白い上着を着た人の左横の看板には、大きく「プレゼーペの始まり」と書かれ、下には、「コルチャーノ教区教会とプレゼーペ友の会からごあいさつ。どうかよい祝祭日をお過ごしください。町の通りを歩いて、わたしたちのプレゼーペをお訪ねください」とあります。
看板の前にたたずむ人々の前方には、こうして衣装を身にまとった等身大の人形たちが並んでいます。毎年、この時期、コルチャーノでは、歴史的市街区全体が、大きなプレゼーペとなり、順路に従って歩きながら、人々がプレゼーペを楽しめるようになっているのです。
ここでは、道端で焼き栗を売っています。コルチャーノのプレゼーペのもう一つの特徴は、キリスト生誕の主な登場人物を除いては、人々の衣装や職業が、中世のコルチャーノのものである点です。
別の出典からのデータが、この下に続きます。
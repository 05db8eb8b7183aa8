//! Domain models for the shop.
//!
//! These types represent validated domain objects separate from database row
//! types. Product data is copied into cart and order rows as plain values; no
//! model holds a reference to a catalog product.

pub mod cart;
pub mod order;
pub mod user;

pub use cart::{AddOutcome, CartLine, DecrementOutcome, NewCartLine, subtotal};
pub use order::{Coordinates, DeliveryDetails, Order, OrderLine};
pub use user::{NewUser, User};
人物だけでなく、動物もたくさん登場します。こちらは鶏を始めとする、農家で飼われていた鳥たちです。
豚もいます。ポルケッタ職人の人形があるくらいですから、当然のこと。動物たちは、子供たちにとりわけ人気があり、うれしそうに歓声を上げては、立ち止まっている姿が、あちこちで見られました。
オリーブの実を収穫している人もいます。木に立てかけたハシゴに、摘んだ実を入れるカゴ、そして、実が地面に落ちないように、地面に広げた布。我が家でのオリーブ収穫は、今も、中世から変わらぬ伝統に従っているようです。
幼子イエスが生まれた場所を示す彗星(la stella cometa)をかたどるイルミネーションが、教会の上に輝いています。その手前には、泉の水を汲んで、洗濯をし、洗濯物を干す人形が見えます。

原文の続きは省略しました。